丸く大きな頭と何本もの触手を持つ殺せんせーは、まるで子どもが書いた落書きのように単純でタコを彷彿とさせるコミカルな容姿である。音速で飛行したり月を破壊するなど「世界最強の生物」としてさまざまな能力を持ちながら、力そのものはあまりなく弱点も多い。
そんな正体不明な殺せんせーだが、その過去は壮絶であった。もともとは人間だった彼は劣悪なスラム街で育ち、いつしか数千人もの人間を手にかけた殺し屋「死神」と呼ばれるようになる。人間の頃の彼は黒い髪と整った容貌を持っており、見る者によっては少年にも見えるミステリアスな男性だったのだ。ところが、弟子の裏切りでとある研究組織に捕らえられ、そこで施された人体実験により今の姿となってしまった。

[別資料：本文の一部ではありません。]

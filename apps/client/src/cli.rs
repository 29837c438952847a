//! CLI parse: clap types for grantdesk. Definitions plus config overrides.

use clap::{Parser, Subcommand};
use std::path::PathBuf;
use std::time::Duration;

use crate::config::Config;
use crate::models::GenerationRequest;

/// grantdesk - submit, review and export drafts from the grant-writing service
#[derive(Parser)]
#[command(name = "grantdesk")]
#[command(about = "Submit, review and export grant applications drafted by the grant-writing service")]
pub struct Cli {
    #[command(subcommand)]
    pub command: Commands,

    /// Base URL of the grant service (overrides GRANT_API_URL)
    #[arg(long, global = true)]
    pub api_url: Option<String>,

    /// Directory the exported document is written to (overrides GRANT_OUTPUT_DIR)
    #[arg(long, global = true)]
    pub output_dir: Option<PathBuf>,

    /// Delay between status checks in milliseconds (overrides GRANT_POLL_INTERVAL_MS)
    #[arg(long, global = true, value_parser = clap::value_parser!(u64).range(1..))]
    pub poll_interval_ms: Option<u64>,

    /// Log level (trace, debug, info, warn, error, off)
    #[arg(long, global = true)]
    pub log_level: Option<String>,
}

#[derive(Subcommand)]
pub enum Commands {
    /// Start generating a grant application; missing fields are prompted for
    Submit {
        /// Organization name
        #[arg(long)]
        name: Option<String>,
        /// Organization mission
        #[arg(long)]
        mission: Option<String>,
        /// Organization website
        #[arg(long)]
        website: Option<String>,
        /// URL of the grant opportunity
        #[arg(long)]
        grant_url: Option<String>,
        /// Exit once generation has started instead of waiting for the draft
        #[arg(long)]
        no_review: bool,
        /// Save the draft as a document as soon as it is ready, without editing
        #[arg(long)]
        export_only: bool,
    },
    /// Wait for the current draft, then edit it and save it as a document
    Review {
        /// Save the draft as a document as soon as it is ready, without editing
        #[arg(long)]
        export_only: bool,
    },
}

impl Cli {
    /// Command-line flags win over environment configuration.
    pub fn apply_overrides(&self, config: &mut Config) {
        if let Some(url) = &self.api_url {
            config.api_url = url.trim_end_matches('/').to_string();
        }
        if let Some(dir) = &self.output_dir {
            config.output_dir = dir.clone();
        }
        if let Some(ms) = self.poll_interval_ms {
            config.poll_interval = Duration::from_millis(ms);
        }
        if let Some(level) = &self.log_level {
            config.rust_log = level.clone();
        }
    }
}

impl Commands {
    /// Form values given on the command line; blanks are prompted for later.
    pub fn request_fields(&self) -> Option<GenerationRequest> {
        match self {
            Commands::Submit {
                name,
                mission,
                website,
                grant_url,
                ..
            } => Some(GenerationRequest {
                nonprofit_name: name.clone().unwrap_or_default(),
                nonprofit_mission: mission.clone().unwrap_or_default(),
                nonprofit_website: website.clone().unwrap_or_default(),
                grant_url: grant_url.clone().unwrap_or_default(),
            }),
            Commands::Review { .. } => None,
        }
    }
}
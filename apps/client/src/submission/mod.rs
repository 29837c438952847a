//! Submission flow — sends the four form fields to start generation.
//!
//! The controller tracks the busy state a form would show: progress
//! indicator visible and submit disabled while the request is in flight.

use std::sync::Arc;

use tracing::{error, info};

use crate::api_client::GrantService;
use crate::errors::GENERIC_SUBMIT_ERROR;
use crate::models::{GenerationRequest, GenerationStatus};

pub const PROGRESS_MESSAGE: &str = "Generating your grant application. This may take a few minutes...";

#[derive(Debug, Clone, PartialEq, Eq)]
pub struct SubmissionView {
    pub progress_visible: bool,
    pub submit_enabled: bool,
    pub status_message: Option<String>,
}

impl Default for SubmissionView {
    fn default() -> Self {
        Self {
            progress_visible: false,
            submit_enabled: true,
            status_message: None,
        }
    }
}

#[derive(Debug, Clone, PartialEq, Eq)]
pub enum SubmitOutcome {
    /// Generation started; continue on the review screen.
    Redirect,
    /// Nothing started. Carries the message now on screen.
    Failed(String),
    /// A request was already in flight.
    Ignored,
}

pub struct SubmissionController {
    service: Arc<dyn GrantService>,
    view: SubmissionView,
    form: GenerationRequest,
}

impl SubmissionController {
    pub fn new(service: Arc<dyn GrantService>) -> Self {
        Self {
            service,
            view: SubmissionView::default(),
            form: GenerationRequest::default(),
        }
    }

    pub fn view(&self) -> &SubmissionView {
        &self.view
    }

    /// Values from the last submission, kept for a retry.
    pub fn form(&self) -> &GenerationRequest {
        &self.form
    }

    pub async fn submit(&mut self, request: GenerationRequest) -> SubmitOutcome {
        if !self.view.submit_enabled {
            return SubmitOutcome::Ignored;
        }
        self.form = request;

        if let Err(e) = self.form.validate() {
            let message = e.user_message(GENERIC_SUBMIT_ERROR);
            self.view.status_message = Some(message.clone());
            return SubmitOutcome::Failed(message);
        }

        self.view = SubmissionView {
            progress_visible: true,
            submit_enabled: false,
            status_message: Some(PROGRESS_MESSAGE.to_string()),
        };
        info!("Submitting grant request for {}", self.form.nonprofit_name);

        let message = match self.service.generate(&self.form).await {
            Ok(response) if response.status == GenerationStatus::Processing => {
                info!("Grant generation started");
                return SubmitOutcome::Redirect;
            }
            Ok(response) => {
                error!(
                    "Generation not started (status '{}'): {:?}",
                    response.status.as_str(),
                    response.message
                );
                response
                    .message
                    .filter(|m| !m.is_empty())
                    .unwrap_or_else(|| GENERIC_SUBMIT_ERROR.to_string())
            }
            Err(e) => e.user_message(GENERIC_SUBMIT_ERROR),
        };

        self.view = SubmissionView {
            progress_visible: false,
            submit_enabled: true,
            status_message: Some(message.clone()),
        };
        SubmitOutcome::Failed(message)
    }
}
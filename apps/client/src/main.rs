mod api_client;
mod cli;
mod config;
mod console;
mod errors;
mod models;
mod review;
mod submission;

use std::process::ExitCode;
use std::sync::Arc;

use anyhow::{bail, Result};
use clap::Parser;
use tracing::info;
use tracing_subscriber::{layer::SubscriberExt, util::SubscriberInitExt, EnvFilter};

use crate::api_client::{GrantApiClient, GrantService};
use crate::cli::{Cli, Commands};
use crate::config::Config;
use crate::errors::GENERIC_SAVE_ERROR;
use crate::models::GenerationRequest;
use crate::review::poller::{PollOutcome, PollSettings};
use crate::review::ReviewController;
use crate::submission::{SubmissionController, SubmitOutcome};

#[tokio::main]
async fn main() -> Result<ExitCode> {
    let cli = Cli::parse();

    let mut config = Config::from_env()?;
    cli.apply_overrides(&mut config);

    // Logs go to stderr so they never interleave with prompts on stdout.
    let filter = match &cli.log_level {
        Some(level) => EnvFilter::new(format!("{}={}", env!("CARGO_PKG_NAME"), level)),
        None => EnvFilter::try_from_default_env().unwrap_or_else(|_| {
            EnvFilter::new(format!("{}={}", env!("CARGO_PKG_NAME"), &config.rust_log))
        }),
    };
    tracing_subscriber::registry()
        .with(filter)
        .with(tracing_subscriber::fmt::layer().with_writer(std::io::stderr))
        .init();

    info!("Starting grantdesk v{}", env!("CARGO_PKG_VERSION"));
    info!("Grant service: {}", config.api_url);

    let service: Arc<dyn GrantService> =
        Arc::new(GrantApiClient::new(config.api_url.clone(), config.http_timeout)?);

    match &cli.command {
        Commands::Submit {
            no_review,
            export_only,
            ..
        } => {
            let prefill = cli.command.request_fields().unwrap_or_default();
            if !run_submit(service.clone(), prefill).await? {
                return Ok(ExitCode::SUCCESS);
            }
            if *no_review {
                println!("Generation started. Run `grantdesk review` to follow its progress.");
                return Ok(ExitCode::SUCCESS);
            }
            exit_code(run_review(service, &config, *export_only).await?)
        }
        Commands::Review { export_only } => {
            exit_code(run_review(service, &config, *export_only).await?)
        }
    }
}

fn exit_code(loaded: bool) -> Result<ExitCode> {
    Ok(if loaded {
        ExitCode::SUCCESS
    } else {
        ExitCode::FAILURE
    })
}

/// Returns true once the service has accepted a request.
async fn run_submit(service: Arc<dyn GrantService>, prefill: GenerationRequest) -> Result<bool> {
    let mut controller = SubmissionController::new(service);
    let mut request = console::prompt_request(prefill, false)?;

    loop {
        eprintln!("{}", submission::PROGRESS_MESSAGE);
        match controller.submit(request).await {
            SubmitOutcome::Redirect => return Ok(true),
            SubmitOutcome::Ignored => return Ok(false),
            SubmitOutcome::Failed(message) => {
                eprintln!("{message}");
                if !console::confirm("Edit and resubmit?")? {
                    return Ok(false);
                }
                request = console::prompt_request(controller.form().clone(), true)?;
            }
        }
    }
}

/// Returns false when the draft never loaded. The reason has already been
/// reported by the poll event printer.
async fn run_review(service: Arc<dyn GrantService>, config: &Config, export_only: bool) -> Result<bool> {
    let settings = PollSettings {
        interval: config.poll_interval,
        max_consecutive_failures: config.poll_max_failures,
    };
    let mut controller = ReviewController::new(service, settings);

    // Leaving (Ctrl-C) drops the wait future, which cancels the poller.
    let outcome = tokio::select! {
        outcome = controller.wait_for_draft(console::report_poll_event) => outcome,
        _ = tokio::signal::ctrl_c() => PollOutcome::Cancelled,
    };

    match outcome {
        PollOutcome::Completed => {}
        PollOutcome::Cancelled => {
            info!("Review cancelled");
            return Ok(true);
        }
        PollOutcome::Failed => return Ok(false),
    }

    if export_only {
        return match controller.export(&config.output_dir).await {
            Ok(path) => {
                println!("Saved {}", path.display());
                Ok(true)
            }
            Err(e) => bail!("{}", e.user_message(GENERIC_SAVE_ERROR)),
        };
    }

    console::review_loop(&mut controller, &config.output_dir).await?;
    Ok(true)
}

#[cfg(test)]
mod tests {
    use super::*;
    use crate::api_client::fake::FakeGrantService;
    use serde_json::json;

    #[tokio::test(start_paused = true)]
    async fn test_load_failure_exits_without_error() {
        let fake = Arc::new(FakeGrantService::default());
        for _ in 0..3 {
            fake.push_status_failure();
        }

        let loaded = run_review(fake.clone(), &Config::default(), true).await.unwrap();

        assert!(!loaded);
        assert!(fake.saved_content().is_empty());
    }

    #[tokio::test(start_paused = true)]
    async fn test_export_only_saves_loaded_draft() {
        let dir = tempfile::tempdir().unwrap();
        let fake = Arc::new(FakeGrantService::default());
        fake.push_status(json!({
            "status": "completed",
            "data": {"organization_info": {"name": "Helping Hands"}}
        }));
        let config = Config {
            output_dir: dir.path().to_path_buf(),
            ..Config::default()
        };

        let loaded = run_review(fake.clone(), &config, true).await.unwrap();

        assert!(loaded);
        assert_eq!(fake.saved_content().len(), 1);
    }
}
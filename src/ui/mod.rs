//! UI module for rendering the TUI

mod components;
mod consent;
mod forms;
mod layout;
mod output;
mod widgets;

use crate::app::App;
use crate::state::View;
use ratatui::Frame;

/// Main draw function
pub fn draw(frame: &mut Frame, app: &App) {
    let main_area = layout::create_layout(frame.area());

    match app.state.current_view {
        View::Consent => consent::draw(frame, app),
        View::Form => forms::draw_request_form(frame, main_area, app),
        View::Output => output::draw(frame, main_area, app),
    }

    // Draw status bar
    layout::draw_status_bar(frame, app);

    // Errors sit on top of everything else
    if let Some(message) = app.state.current_error() {
        components::render_error_dialog(frame, message);
    }
}
//! Layout components (main area, status bar)

use crate::app::App;
use crate::state::View;
use ratatui::{
    layout::{Constraint, Direction, Layout, Rect},
    style::{Color, Style},
    text::{Line, Span},
    widgets::Paragraph,
    Frame,
};

/// Create the main layout, reserving the bottom line for the status bar
pub fn create_layout(area: Rect) -> Rect {
    let chunks = Layout::default()
        .direction(Direction::Vertical)
        .constraints([
            Constraint::Min(0),    // Content
            Constraint::Length(1), // Status bar
        ])
        .split(area);

    chunks[0]
}

/// Draw the status bar
pub fn draw_status_bar(frame: &mut Frame, app: &App) {
    let area = frame.area();
    let status_area = Rect {
        x: 0,
        y: area.height.saturating_sub(1),
        width: area.width,
        height: 1,
    };

    let mut spans = vec![Span::styled(" 🔒 ", Style::default().fg(Color::Green))];

    // View-specific hints
    let hints = get_view_hints(app.state.current_view);
    spans.push(Span::styled(hints, Style::default().fg(Color::Gray)));

    if let Some(msg) = &app.status_message {
        spans.push(Span::raw(" | "));
        spans.push(Span::styled(msg, Style::default().fg(Color::Green)));
    }

    let quit_hint = " ^C:quit ";

    let status = Paragraph::new(Line::from(spans)).style(Style::default().bg(Color::DarkGray));
    frame.render_widget(status, status_area);

    // Render quit hint on the right
    let quit_area = Rect {
        x: area.width.saturating_sub(quit_hint.len() as u16),
        y: area.height.saturating_sub(1),
        width: (quit_hint.len() as u16).min(area.width),
        height: 1,
    };
    let quit_widget =
        Paragraph::new(quit_hint).style(Style::default().bg(Color::DarkGray).fg(Color::Gray));
    frame.render_widget(quit_widget, quit_area);
}

/// Get keyboard hints for the current view
fn get_view_hints(view: View) -> &'static str {
    match view {
        View::Consent => "Space:tick  Enter:continue  q:quit",
        View::Form => "Tab:next  Space:tick  ^G:generate  ^N:clear  ^D:save defaults",
        View::Output => "Tab:switch email  s/b/a:copy  j/k:scroll  n:new  Esc:edit",
    }
}

#[cfg(test)]
mod tests {
    use super::*;

    #[test]
    fn test_layout_reserves_status_line() {
        let main = create_layout(Rect::new(0, 0, 80, 24));
        assert_eq!(main.height, 23);
        assert_eq!(main.width, 80);
    }

    #[test]
    fn test_every_view_has_hints() {
        for view in [View::Consent, View::Form, View::Output] {
            assert!(!get_view_hints(view).is_empty());
        }
    }
}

異形の姿となってはしまった殺せんせーだが、3年E組の生徒たちとの出会いにより心は誰よりも「イケメン」なのである。
以上、人より整った顔を持ちながら、あえてそれを変えたり隠したりしているキャラを紹介した。彼らに共通して言えることは、その強靭な精神力。それは生まれ持った容姿という外面的な長所以外に、自分で作り上げた内面的長所でもあるのだ。そんな彼らだからこそ、美醜に左右されない強さが魅力となっているのかもしれない。